Averaged over a four-year follow-up, operatively treated patients at least 80 years of age had significantly greater improvement in all primary and secondary outcome measures than patients at least 80 years of age who received nonsurgical treatment.

Both groups—under 80 years of age and older—had similar complication rates during and after surgery, reoperations, and postoperative mortality.

The rate of multilevel lumbar laminectomy (those involving three or more levels of the spine) was significantly greater in patients 80 years of age and older compared to younger patients (60 percent versus 32 percent).

The benefits of surgery in patients at least 80 years of age were similar to those in younger patients, except for higher pain and physical function outcome measures in the under-80 age group.

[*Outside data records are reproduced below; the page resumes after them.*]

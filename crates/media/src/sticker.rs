//! The two sticker encoding strategies.
//!
//! [`StaticStickerEncoder`] works entirely in memory. [`AnimatedStickerEncoder`]
//! round-trips through two temp files because the transcoder only speaks
//! paths; both files are removed on every exit path.

use std::path::{Path, PathBuf};

use {
    async_trait::async_trait,
    stickerbot_protocol::MediaKind,
    tempfile::NamedTempFile,
    tracing::{debug, warn},
};

use crate::{
    Error, Result,
    image_ops::{self, CanvasOptions},
    transcode::{TranscodeOptions, VideoTranscoder},
};

/// Turns raw media bytes into sticker bytes (square, transparent-padded,
/// lossless WebP).
#[async_trait]
pub trait StickerEncoder: Send + Sync {
    /// Whether the backing encoder can run.
    fn is_available(&self) -> bool {
        true
    }

    async fn encode(&self, media: &[u8], kind: MediaKind) -> Result<Vec<u8>>;
}

/// In-memory resize/pad/encode for still images.
#[derive(Debug, Clone, Default)]
pub struct StaticStickerEncoder {
    canvas: CanvasOptions,
}

impl StaticStickerEncoder {
    #[must_use]
    pub fn new(canvas_size: u32) -> Self {
        Self {
            canvas: CanvasOptions::square(canvas_size),
        }
    }
}

#[async_trait]
impl StickerEncoder for StaticStickerEncoder {
    async fn encode(&self, media: &[u8], _kind: MediaKind) -> Result<Vec<u8>> {
        // Header only; rejects non-images before the blocking decode.
        let source = image_ops::get_image_metadata(media)?;
        debug!(
            width = source.width,
            height = source.height,
            format = ?source.format,
            canvas = self.canvas.width,
            "encoding static sticker"
        );
        let data = media.to_vec();
        let canvas = self.canvas;
        tokio::task::spawn_blocking(move || image_ops::resize_and_encode(&data, &canvas))
            .await
            .map_err(|e| Error::external("static sticker encode task", e))?
    }
}

/// Temp-file mediated transcode for GIFs and videos.
pub struct AnimatedStickerEncoder<T> {
    transcoder: T,
    options: TranscodeOptions,
    temp_dir: Option<PathBuf>,
}

impl<T: VideoTranscoder> AnimatedStickerEncoder<T> {
    #[must_use]
    pub fn new(transcoder: T, options: TranscodeOptions) -> Self {
        Self {
            transcoder,
            options,
            temp_dir: None,
        }
    }

    /// Place temp files under `dir` instead of the system temp directory.
    #[must_use]
    pub fn with_temp_dir(mut self, dir: impl Into<PathBuf>) -> Self {
        self.temp_dir = Some(dir.into());
        self
    }

    fn temp_file(&self, prefix: &str, suffix: &str) -> Result<NamedTempFile> {
        let mut builder = tempfile::Builder::new();
        builder.prefix(prefix).suffix(suffix);
        let file = match self.temp_dir {
            Some(ref dir) => builder.tempfile_in(dir)?,
            None => builder.tempfile()?,
        };
        Ok(file)
    }

    async fn convert(&self, media: &[u8], input: &Path, output: &Path) -> Result<Vec<u8>> {
        tokio::fs::write(input, media).await?;
        debug!(input = %input.display(), bytes = media.len(), "converting to animated webp");
        self.transcoder
            .transcode(input, output, &self.options)
            .await?;
        let webp = tokio::fs::read(output).await?;
        if webp.is_empty() {
            return Err(Error::transcode("transcoder produced an empty file"));
        }
        Ok(webp)
    }
}

#[async_trait]
impl<T: VideoTranscoder> StickerEncoder for AnimatedStickerEncoder<T> {
    fn is_available(&self) -> bool {
        self.transcoder.is_available()
    }

    async fn encode(&self, media: &[u8], kind: MediaKind) -> Result<Vec<u8>> {
        let extension = match kind {
            MediaKind::Video => ".mp4",
            MediaKind::Image => ".gif",
        };
        let input = self.temp_file("wa-input-", extension)?;
        let output = self.temp_file("wa-output-", ".webp")?;

        let result = self.convert(media, input.path(), output.path()).await;

        remove_temp(input);
        remove_temp(output);
        result
    }
}

fn remove_temp(file: NamedTempFile) {
    let path = file.path().to_path_buf();
    if let Err(e) = file.close() {
        warn!(path = %path.display(), error = %e, "failed to remove temp file");
    }
}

Rothman Institute orthopedic surgeon Dr. and associate professor at Thomas Jefferson University Hospital, Philadelphia. “Patients in this age group had significant improvement in their post-operative function and complication rates comparable to the younger population. Based on the results of this study, surgery should be considered viable. The treatment option for these low back disorders in patients older than 80 years. Better cost-effectiveness of surgery in this patient population. Future studies are needed to evaluate

Study Details

Analysis of patients treated for lumbar stenosis and degenerative spondylolisthesis participating in the Spine Patient Outcomes Research Trial (SPORT) was performed. Patients who were at least 80 years old were compared with those under 80 years old. Baseline patient and clinical characteristics were noted, and the difference in improvement from baseline between operative and non-operative treatment was determined for each group at each follow-up period. up to four years. A random individual effect was included to account for correlation between repeated measures within individuals, and a formal duration of interaction between treatment and age was included to compare treatment effect in subgroups.